Zulip Chat Archive
Stream: general
Topic: Working with `Even` and `Odd`
Matthew Pocock (Sep 07 2023 at 20:01):
I've been struggling to work with the Even and Odd rules. They often seem to behave as if they are opaque to other tactics, and Odd n keeps getting simplified to ¬Even n when I'm not looking, preventing simplification rules defined in terms of Odd n from working.
⊢ ¬Even n → Even (if Even n then n / 2 else 3 * n + 1)

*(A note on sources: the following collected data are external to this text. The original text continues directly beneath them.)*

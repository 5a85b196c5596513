//! Time-domain sampled waves

use crate::domain::error::ensure_positive;
use crate::domain::{Sample, WaveError, WaveResult};
use crate::dsp::iter::{IterationOrder, SampleIter};
use crate::dsp::spectrum::Spectrum;
use crate::ports::{AudioSink, PlotSink};

/// Default plot window, in samples
pub const DEFAULT_PLOT_RANGE: (usize, usize) = (0, 100);

/// A sampled signal: amplitudes, their timestamps and the sample rate.
///
/// `samples` and `timestamps` always have the same length.
#[derive(Debug, Clone, PartialEq)]
pub struct Wave {
    samples: Vec<Sample>,
    timestamps: Vec<f64>,
    sample_rate: f64,
}

impl Wave {
    pub fn new(samples: Vec<Sample>, timestamps: Vec<f64>, sample_rate: f64) -> WaveResult<Self> {
        ensure_positive("sample rate", sample_rate)?;
        if samples.len() != timestamps.len() {
            return Err(WaveError::ShapeMismatch(format!(
                "{} samples but {} timestamps",
                samples.len(),
                timestamps.len()
            )));
        }
        Ok(Self {
            samples,
            timestamps,
            sample_rate,
        })
    }

    /// Build a wave on an evenly spaced grid starting at `start`
    pub fn from_samples(samples: Vec<Sample>, start: f64, sample_rate: f64) -> WaveResult<Self> {
        ensure_positive("sample rate", sample_rate)?;
        let timestamps = (0..samples.len())
            .map(|i| start + i as f64 / sample_rate)
            .collect();
        Self::new(samples, timestamps, sample_rate)
    }

    pub fn samples(&self) -> &[Sample] {
        &self.samples
    }

    pub fn timestamps(&self) -> &[f64] {
        &self.timestamps
    }

    pub fn sample_rate(&self) -> f64 {
        self.sample_rate
    }

    pub fn len(&self) -> usize {
        self.samples.len()
    }

    pub fn is_empty(&self) -> bool {
        self.samples.is_empty()
    }

    /// Timestamp of the first sample (0.0 for an empty wave)
    pub fn start(&self) -> f64 {
        self.timestamps.first().copied().unwrap_or(0.0)
    }

    /// Length in seconds
    pub fn duration(&self) -> f64 {
        self.len() as f64 / self.sample_rate
    }

    /// Multiply every sample by `factor` in place
    pub fn scale(&mut self, factor: f64) -> &mut Self {
        for s in &mut self.samples {
            *s *= factor;
        }
        self
    }

    /// Copy of this wave with every sample multiplied by `factor`
    pub fn scaled(&self, factor: f64) -> Self {
        let mut wave = self.clone();
        wave.scale(factor);
        wave
    }

    /// Fail unless `other` has the same length and sample rate
    pub fn ensure_same_shape(&self, other: &Wave) -> WaveResult<()> {
        if self.len() != other.len() {
            return Err(WaveError::ShapeMismatch(format!(
                "wave lengths differ: {} vs {}",
                self.len(),
                other.len()
            )));
        }
        if self.sample_rate != other.sample_rate {
            return Err(WaveError::ShapeMismatch(format!(
                "sample rates differ: {} Hz vs {} Hz",
                self.sample_rate, other.sample_rate
            )));
        }
        Ok(())
    }

    /// Elementwise product, keeping this wave's timestamps
    pub fn multiply(&self, other: &Wave) -> WaveResult<Wave> {
        self.ensure_same_shape(other)?;
        let samples = self
            .samples
            .iter()
            .zip(&other.samples)
            .map(|(a, b)| a * b)
            .collect();
        Ok(Self {
            samples,
            timestamps: self.timestamps.clone(),
            sample_rate: self.sample_rate,
        })
    }

    /// Pearson correlation coefficient between the two sample arrays.
    ///
    /// Returns 0.0 when either wave is constant (zero variance).
    pub fn correlation(&self, other: &Wave) -> WaveResult<f64> {
        if self.len() != other.len() {
            return Err(WaveError::ShapeMismatch(format!(
                "cannot correlate {} samples with {}",
                self.len(),
                other.len()
            )));
        }
        if self.is_empty() {
            return Ok(0.0);
        }

        let n = self.len() as f64;
        let mean_a = self.samples.iter().sum::<f64>() / n;
        let mean_b = other.samples.iter().sum::<f64>() / n;

        let mut cov = 0.0;
        let mut var_a = 0.0;
        let mut var_b = 0.0;
        for (a, b) in self.samples.iter().zip(&other.samples) {
            let da = a - mean_a;
            let db = b - mean_b;
            cov += da * db;
            var_a += da * da;
            var_b += db * db;
        }

        let denom = (var_a * var_b).sqrt();
        if denom < 1e-300 {
            return Ok(0.0);
        }
        Ok(cov / denom)
    }

    /// Convert to the frequency domain
    pub fn make_spectrum(&self) -> Spectrum {
        Spectrum::from_wave(self)
    }

    /// Lazily walk the samples in the given order
    pub fn iter(&self, order: IterationOrder) -> SampleIter<'_> {
        SampleIter::new(&self.samples, order)
    }

    /// Hand the samples to an audio backend
    pub fn play(&self, sink: &mut dyn AudioSink) -> WaveResult<()> {
        sink.play(&self.samples, self.sample_rate)
    }

    /// Hand the `[slice_from, slice_to)` window to a plotting backend.
    ///
    /// Bounds past the end of the wave are clamped.
    pub fn plot(
        &self,
        sink: &mut dyn PlotSink,
        slice_from: usize,
        slice_to: usize,
    ) -> WaveResult<()> {
        let to = slice_to.min(self.len());
        let from = slice_from.min(to);
        if (from, to) != (slice_from, slice_to) {
            log::warn!(
                "plot range {slice_from}..{slice_to} clamped to {from}..{to} ({} samples)",
                self.len()
            );
        }
        sink.plot(&self.timestamps[from..to], &self.samples[from..to])
    }
}

impl<'a> IntoIterator for &'a Wave {
    type Item = Sample;
    type IntoIter = SampleIter<'a>;

    fn into_iter(self) -> Self::IntoIter {
        self.iter(IterationOrder::Sequential)
    }
}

So for example, this target won't simplify out the if/else case. To get simp to start to work on it, I have to do quite a lot of work by hand to unpack the evens, by which time something have gotten themselves messy. It should be obvious that this can be simpified as-is to 3 * n + 1.
But it's worse than that. What I actually wanted to work with was:
⊢ Odd n → Even (if Even n then n / 2 else 3 * n + 1)
I actually need the witness for Odd n to provide the witness to the outer Even _. But the simplifier eagerly flips it, loosing the witness in the process.
Am I doing things wrongly? It feels like I'm fighting the library which is usually a sign that I'm not using it as intended.
Yaël Dillies (Sep 07 2023 at 20:02):
Nat.odd_iff_not_even. Let me fix that.
Kevin Buzzard (Sep 07 2023 at 20:17):
In this particular case you probably do want "not even n" because you can then intro h; rw [if_neg h] to simplify the if/then.
Matthew Pocock (Sep 07 2023 at 20:22):
Kevin Buzzard said:
In this particular case you probably do want "not even n" because you can then
intro h; rw [if_neg h]to simplify the if/then.
OK, but I also need the outer Odd, as I need to get its existential -- I need that variable to unify at the other end to prove the rhs Even constraint.
Kevin Buzzard (Sep 07 2023 at 20:31):
Maybe post a #mwe to better explain your question? This is by far the most efficient way to ask a Lean question.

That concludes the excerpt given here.